While the Chinese Communist Party has ended mandates requiring electric vehicle firms from entering into joint ventures with established domestic businesses, the rule still exists for traditional automakers. However, the general assumption is that most will attempt to regain full ownership of their Chinese assets when the law is lifted next year. But critics are cautioning that the nation is under no obligation to maintain any commitment to foreign entities once they’ve split with their local partners.
Based upon international concerns of intellectual property theft, your author would even argue that China already has what it needs from these businesses. Why not allow them to buy themselves out of relationships and assume total financial responsibility for its facilities when the government can place whatever restrictions it wants moving forward? Perhaps I’m being too pessimistic. But China has a tendency to unapologetically do what’s best for itself and already benefited from the technological sharing required via JVs.
Then again, Volvo has said it receives a high degree of autonomy from Geely. But it also seems content with not getting any cozier and dodged a potential merger that was floated by its Chinese parent company in 2020.
While the details of the current deal have not been shared by either company. Reuters reported that Volvo would be assuming total control of factories in its manufacturing plants in Chengdu and Daqing, as well as its R&D center in Shanghai. It also speculated as to why Geely might be terribly clingy when Volvo’s sales are dwarfed by the Germans.
Volvo Cars sold over 166,000 vehicles in China last year, and its dealers are offering heavy discounts to compete with other premium brands like BMW and Audi.
The Gothenburg-based company was bought by Geely from Ford in the aftermath of the global financial crisis more than a decade ago, and has since shared ownership of its Chinese plants with its parent.
Volvo Cars said the transactions, which are subject to regulatory approval, would be carried out in two steps, starting in 2022 and seen formally completed in 2023.
“These two transactions will create a clearer ownership structure within both Volvo Cars and Geely Holding,” Geely’s CEO Daniel Li said in a statement, which did not refer to the possible IPO.
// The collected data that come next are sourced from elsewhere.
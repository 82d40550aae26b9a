//! Workspace Creation and Query Tests
//!
//! Covers the handle lifecycle through the public API:
//! - Every constructor stores exactly one row and reads back what it stored
//! - Dimension handling for points and ingested geometries
//! - Missing handles answer with sentinels, not errors
//! - `clear()` invalidates every handle and ids keep counting up

mod common;

use spatialcalc::codec;
use spatialcalc::{
    Coord, Dimension, Error, GeoCoordinate, Geometry, GeometryType, Handle, LineString, Polygon,
};

/// A coordinate type that is not one of the crate's own.
#[derive(Debug, Clone, Copy, PartialEq)]
struct Fix {
    lat: f64,
    lng: f64,
    alt: Option<f64>,
}

impl GeoCoordinate for Fix {
    fn latitude(&self) -> f64 {
        self.lat
    }
    fn longitude(&self) -> f64 {
        self.lng
    }
    fn altitude(&self) -> Option<f64> {
        self.alt
    }
    fn from_lat_lng(lat: f64, lng: f64, alt: Option<f64>) -> Self {
        Fix { lat, lng, alt }
    }
}

#[test]
fn point_z_passes_through_in_3d() {
    let mut ws = common::memory_workspace_3d();
    let h = ws.create_point(&Coord::xyz(1.0, 2.0, 3.0)).unwrap();

    assert_eq!(ws.geometry_type(h).unwrap(), Some(GeometryType::Point));
    assert_eq!(
        ws.geometry(h).unwrap(),
        Some(Geometry::Point(Coord::xyz(1.0, 2.0, 3.0)))
    );

    let blob = ws.geometry_blob(h).unwrap().unwrap();
    let fix: Fix = codec::parse_point(&blob).unwrap();
    assert_eq!(fix, Fix { lat: 2.0, lng: 1.0, alt: Some(3.0) });
}

#[test]
fn nan_altitude_becomes_zero() {
    let mut ws = common::memory_workspace_3d();
    let h = ws
        .create_point(&Fix { lat: 2.0, lng: 1.0, alt: Some(f64::NAN) })
        .unwrap();
    assert_eq!(
        ws.geometry(h).unwrap(),
        Some(Geometry::Point(Coord::xyz(1.0, 2.0, 0.0)))
    );
}

#[test]
fn z_is_dropped_in_2d() {
    let mut ws = common::memory_workspace();
    let h = ws.create_point(&Coord::xyz(1.0, 2.0, 3.0)).unwrap();

    let blob = ws.geometry_blob(h).unwrap().unwrap();
    assert_eq!(codec::decode_header(&blob).unwrap().dimension, Dimension::Xy);
    let fix: Fix = codec::parse_point(&blob).unwrap();
    assert_eq!(fix.alt, None);
    assert_eq!(ws.geometry(h).unwrap(), Some(Geometry::Point(Coord::xy(1.0, 2.0))));
}

#[test]
fn geo_types_are_accepted() {
    let mut ws = common::memory_workspace();
    let h = ws.create_point(&geo::Point::new(10.0, 20.0)).unwrap();
    let blob = ws.geometry_blob(h).unwrap().unwrap();
    let p: geo::Point<f64> = codec::parse_point(&blob).unwrap();
    assert_eq!(p, geo::Point::new(10.0, 20.0));
}

#[test]
fn line_string_round_trip() {
    let mut ws = common::memory_workspace();
    let points = [Coord::xy(0.0, 0.0), Coord::xy(1.0, 1.0), Coord::xy(2.0, 0.5)];
    let h = ws.create_line_string(&points).unwrap();

    assert_eq!(ws.geometry_type(h).unwrap(), Some(GeometryType::LineString));
    let blob = ws.geometry_blob(h).unwrap().unwrap();
    let back: Vec<Coord> = codec::parse_line_string(&blob).unwrap();
    assert_eq!(back, points);

    // Asking for the wrong shape is a decode error.
    assert!(matches!(
        codec::parse_polygon::<Coord>(&blob),
        Err(Error::Decode(_))
    ));
}

#[test]
fn polygon_with_hole_round_trip() {
    let mut ws = common::memory_workspace();
    let exterior = [
        Coord::xy(0.0, 0.0),
        Coord::xy(10.0, 0.0),
        Coord::xy(10.0, 10.0),
        Coord::xy(0.0, 10.0),
        Coord::xy(0.0, 0.0),
    ];
    let hole = vec![
        Coord::xy(2.0, 2.0),
        Coord::xy(4.0, 2.0),
        Coord::xy(4.0, 4.0),
        Coord::xy(2.0, 2.0),
    ];
    let h = ws.create_polygon_with_rings(&exterior, &[hole.clone()]).unwrap();

    let blob = ws.geometry_blob(h).unwrap().unwrap();
    let rings: Vec<Vec<Coord>> = codec::parse_polygon(&blob).unwrap();
    assert_eq!(rings, vec![exterior.to_vec(), hole]);
}

#[test]
fn degenerate_geometries_are_stored() {
    let mut ws = common::memory_workspace();
    let h = ws.create_line_string(&[Coord::xy(1.0, 1.0)]).unwrap();
    assert_eq!(ws.geometry_type(h).unwrap(), Some(GeometryType::LineString));
}

#[test]
fn each_create_allocates_one_row() {
    let mut ws = common::memory_workspace();
    let a = ws.create_point(&Coord::xy(0.0, 0.0)).unwrap();
    let b = ws.create_geometry_from_wkt("LINESTRING(0 0, 1 1)").unwrap();
    let c = common::unit_square(&mut ws, 0.0, 0.0);

    assert_eq!(ws.geometry_count().unwrap(), 3);
    assert!(a < b && b < c);
}

#[test]
fn geometry_values_round_trip_in_both_dimensions() {
    let samples = |z: f64| {
        vec![
            Geometry::Point(Coord::xyz(1.0, 2.0, z)),
            Geometry::LineString(LineString::new(vec![
                Coord::xyz(0.0, 0.0, z),
                Coord::xyz(3.0, 4.0, z),
            ])),
            Geometry::Polygon(Polygon::new(
                LineString::new(vec![
                    Coord::xyz(0.0, 0.0, z),
                    Coord::xyz(1.0, 0.0, z),
                    Coord::xyz(0.0, 1.0, z),
                    Coord::xyz(0.0, 0.0, z),
                ]),
                vec![],
            )),
            Geometry::MultiPoint(vec![Coord::xyz(1.0, 1.0, z), Coord::xyz(2.0, 2.0, z)]),
            Geometry::Collection(vec![
                Geometry::Point(Coord::xyz(5.0, 5.0, z)),
                Geometry::LineString(LineString::new(vec![
                    Coord::xyz(0.0, 0.0, z),
                    Coord::xyz(1.0, 1.0, z),
                ])),
            ]),
        ]
    };

    let mut ws = common::memory_workspace_3d();
    for g in samples(7.0) {
        let h = ws.create_geometry(&g).unwrap();
        assert_eq!(ws.geometry(h).unwrap(), Some(g));
    }

    let mut ws = common::memory_workspace();
    for g in samples(0.0) {
        let h = ws.create_geometry(&g).unwrap();
        assert_eq!(ws.geometry(h).unwrap(), Some(g));
    }
}

#[test]
fn nested_collections_are_flattened() {
    let mut ws = common::memory_workspace();
    let inner = Geometry::Collection(vec![
        Geometry::Point(Coord::xy(1.0, 1.0)),
        Geometry::Point(Coord::xy(2.0, 2.0)),
    ]);
    let h = ws.create_geometry(&Geometry::Collection(vec![inner])).unwrap();
    assert_eq!(
        ws.geometry(h).unwrap(),
        Some(Geometry::Collection(vec![
            Geometry::Point(Coord::xy(1.0, 1.0)),
            Geometry::Point(Coord::xy(2.0, 2.0)),
        ]))
    );
}

#[test]
fn wkt_and_wkb_ingestion() {
    let mut ws = common::memory_workspace();

    let h = ws
        .create_geometry_from_wkt("POLYGON((0 0, 2 0, 2 2, 0 2, 0 0))")
        .unwrap();
    assert_eq!(ws.geometry_type(h).unwrap(), Some(GeometryType::Polygon));
    common::assert_close(common::area_of(&mut ws, h), 4.0);
    let text = ws.geometry_wkt(h).unwrap().unwrap();
    assert!(text.starts_with("POLYGON"), "unexpected WKT {text}");

    let h = ws.create_geometry_from_wkb(&common::wkb_point(3.0, 4.0)).unwrap();
    assert_eq!(ws.geometry(h).unwrap(), Some(Geometry::Point(Coord::xy(3.0, 4.0))));
}

#[test]
fn wkt_round_trips_in_3d() {
    let mut ws = common::memory_workspace_3d();

    let h = ws
        .create_geometry_from_wkt("LINESTRING Z (1 2 3, 4 5 6)")
        .unwrap();
    let text = ws.geometry_wkt(h).unwrap().unwrap();
    assert_eq!(text, "LINESTRING Z (1 2 3,4 5 6)");

    let again = ws.create_geometry_from_wkt(&text).unwrap();
    assert_eq!(ws.geometry(again).unwrap(), ws.geometry(h).unwrap());
    assert_eq!(
        ws.geometry(again).unwrap(),
        Some(Geometry::LineString(LineString::new(vec![
            Coord::xyz(1.0, 2.0, 3.0),
            Coord::xyz(4.0, 5.0, 6.0),
        ])))
    );

    let square = common::unit_square(&mut ws, 0.0, 0.0);
    let text = ws.geometry_wkt(square).unwrap().unwrap();
    assert!(text.starts_with("POLYGON Z ("), "unexpected WKT {text}");
    let copy = ws.create_geometry_from_wkt(&text).unwrap();
    assert_eq!(ws.geometry_blob(copy).unwrap(), ws.geometry_blob(square).unwrap());
}

#[test]
fn wkb_keeps_z_in_3d() {
    let mut ws = common::memory_workspace_3d();

    let h = ws
        .create_geometry_from_wkb(&common::wkb_point_z(1.0, 2.0, 3.0))
        .unwrap();
    assert_eq!(ws.geometry(h).unwrap(), Some(Geometry::Point(Coord::xyz(1.0, 2.0, 3.0))));

    // 2D input in a 3D workspace gets Z = 0.
    let h = ws.create_geometry_from_wkb(&common::wkb_point(3.0, 4.0)).unwrap();
    assert_eq!(ws.geometry(h).unwrap(), Some(Geometry::Point(Coord::xyz(3.0, 4.0, 0.0))));
}

#[test]
fn malformed_text_and_binary_are_parse_errors() {
    let mut ws = common::memory_workspace();

    let err = ws.create_geometry_from_wkt("POLYGON((0 0, 1").unwrap_err();
    assert!(matches!(err, Error::Parse(_)), "got {err:?}");

    let err = ws.create_geometry_from_wkb(&[0x01, 0x02, 0x03]).unwrap_err();
    assert!(matches!(err, Error::Parse(_)), "got {err:?}");

    assert_eq!(ws.geometry_count().unwrap(), 0);
}

#[test]
fn blob_ingestion_keeps_bytes() {
    let mut ws = common::memory_workspace();
    let source = common::unit_square(&mut ws, 0.0, 0.0);
    let blob = ws.geometry_blob(source).unwrap().unwrap();

    let copy = ws.create_geometry_from_blob(&blob).unwrap();
    assert_ne!(copy, source);
    assert_eq!(ws.geometry_blob(copy).unwrap(), Some(blob));
}

#[test]
fn updates_rewrite_in_place() {
    let mut ws = common::memory_workspace();
    let h = ws.create_point(&Coord::xy(0.0, 0.0)).unwrap();

    let [a, b, c, d] = common::unit_square_corners(5.0, 5.0);
    ws.update_quad(h, &a, &b, &c, &d).unwrap();
    assert_eq!(ws.geometry_type(h).unwrap(), Some(GeometryType::Polygon));

    ws.update_polygon(h, &[a, b, c, a], &[]).unwrap();
    common::assert_close(common::area_of(&mut ws, h), 0.5);

    ws.update_geometry(h, &Geometry::Point(Coord::xy(9.0, 9.0))).unwrap();
    assert_eq!(ws.geometry(h).unwrap(), Some(Geometry::Point(Coord::xy(9.0, 9.0))));
    assert_eq!(ws.geometry_count().unwrap(), 1);
}

#[test]
fn delete_removes_only_that_handle() {
    let mut ws = common::memory_workspace();
    let keep = ws.create_point(&Coord::xy(0.0, 0.0)).unwrap();
    let gone = ws.create_point(&Coord::xy(1.0, 1.0)).unwrap();

    ws.delete_geometry(gone).unwrap();

    assert_eq!(ws.geometry(gone).unwrap(), None);
    assert!(ws.geometry(keep).unwrap().is_some());
    assert_eq!(ws.geometry_count().unwrap(), 1);
}

#[test]
fn predicates() {
    let mut ws = common::memory_workspace();
    let big = ws
        .create_geometry_from_wkt("POLYGON((0 0, 10 0, 10 10, 0 10, 0 0))")
        .unwrap();
    let small = common::unit_square(&mut ws, 2.0, 2.0);
    let far = common::unit_square(&mut ws, 20.0, 20.0);

    assert!(ws.intersects(big, small).unwrap());
    assert!(ws.contains(big, small).unwrap());
    assert!(!ws.contains(small, big).unwrap());
    assert!(!ws.intersects(big, far).unwrap());
}

#[test]
fn missing_handles_answer_with_sentinels() {
    let mut ws = common::memory_workspace();
    let live = ws.create_point(&Coord::xy(0.0, 0.0)).unwrap();
    let missing = Handle::from_raw(9_999);

    assert_eq!(ws.geometry_type(missing).unwrap(), None);
    assert_eq!(ws.geometry_blob(missing).unwrap(), None);
    assert_eq!(ws.geometry_wkt(missing).unwrap(), None);
    assert_eq!(ws.geometry(missing).unwrap(), None);
    assert!(!ws.intersects(live, missing).unwrap());
    assert!(!ws.contains(missing, live).unwrap());
}

#[test]
fn clear_invalidates_every_handle() {
    let mut ws = common::memory_workspace();
    let handles: Vec<Handle> = (0..5)
        .map(|i| ws.create_point(&Coord::xy(i as f64, 0.0)).unwrap())
        .collect();
    let square = common::unit_square(&mut ws, 0.0, 0.0);

    ws.clear().unwrap();

    assert_eq!(ws.geometry_count().unwrap(), 0);
    for &h in handles.iter().chain([&square]) {
        assert_eq!(ws.geometry_type(h).unwrap(), None);
        assert_eq!(ws.geometry(h).unwrap(), None);
        assert_eq!(ws.geometry_wkt(h).unwrap(), None);
        assert!(!ws.intersects(h, h).unwrap());
    }

    let fresh = ws.create_point(&Coord::xy(0.0, 0.0)).unwrap();
    assert!(fresh > square, "{fresh} should not reuse an old id");
    assert_eq!(ws.geometry_count().unwrap(), 1);
}

#[test]
fn clear_cache_keeps_data() {
    let mut ws = common::memory_workspace();
    let h = ws.create_point(&Coord::xy(1.0, 2.0)).unwrap();
    assert!(!ws.cached_operations().is_empty());

    ws.clear_cache();
    assert!(ws.cached_operations().is_empty());
    assert_eq!(ws.geometry(h).unwrap(), Some(Geometry::Point(Coord::xy(1.0, 2.0))));
}
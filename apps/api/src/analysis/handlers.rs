//! Axum route handlers for the Analysis API.

use axum::{
    extract::{rejection::JsonRejection, State},
    Json,
};
use serde_json::Value;
use tracing::debug;

use crate::analysis::analyzer::{analyze_argument, AnalysisStage};
use crate::analysis::models::{AnalysisRequest, AnalysisResult, INVALID_ARGUMENT_MESSAGE};
use crate::errors::AppError;
use crate::state::AppState;

/// POST /api/analysis
///
/// Validates `{ "argument": "<text>" }`, runs the analysis, and returns the
/// full `AnalysisResult`. A body that is not JSON at all is treated the same
/// as a missing argument.
pub async fn handle_analysis(
    State(state): State<AppState>,
    body: Result<Json<Value>, JsonRejection>,
) -> Result<Json<AnalysisResult>, AppError> {
    debug!(stage = %AnalysisStage::Validating, "Analysis request received");

    let Json(body) = body.map_err(|rejection| {
        debug!("Rejected analysis body: {rejection}");
        AppError::Validation(INVALID_ARGUMENT_MESSAGE.to_string())
    })?;
    let request = AnalysisRequest::from_body(&body)?;

    let result = analyze_argument(state.llm.as_ref(), &request.argument).await?;

    Ok(Json(result))
}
Volvo Cars has referenced the IPO on numerous occasions, however, with CEO Håkan Samuelsson previously indicating it could be underway before 2022. On Wednesday, he said his company would become the first foreign automaker to obtain full control over its Chinese operations. Geely leadership has also hinted at this, Li suggesting in June that Volvo would move quickly if placed on any stock exchange. Regardless, the two companies will still share platforms and components for the foreseeable future.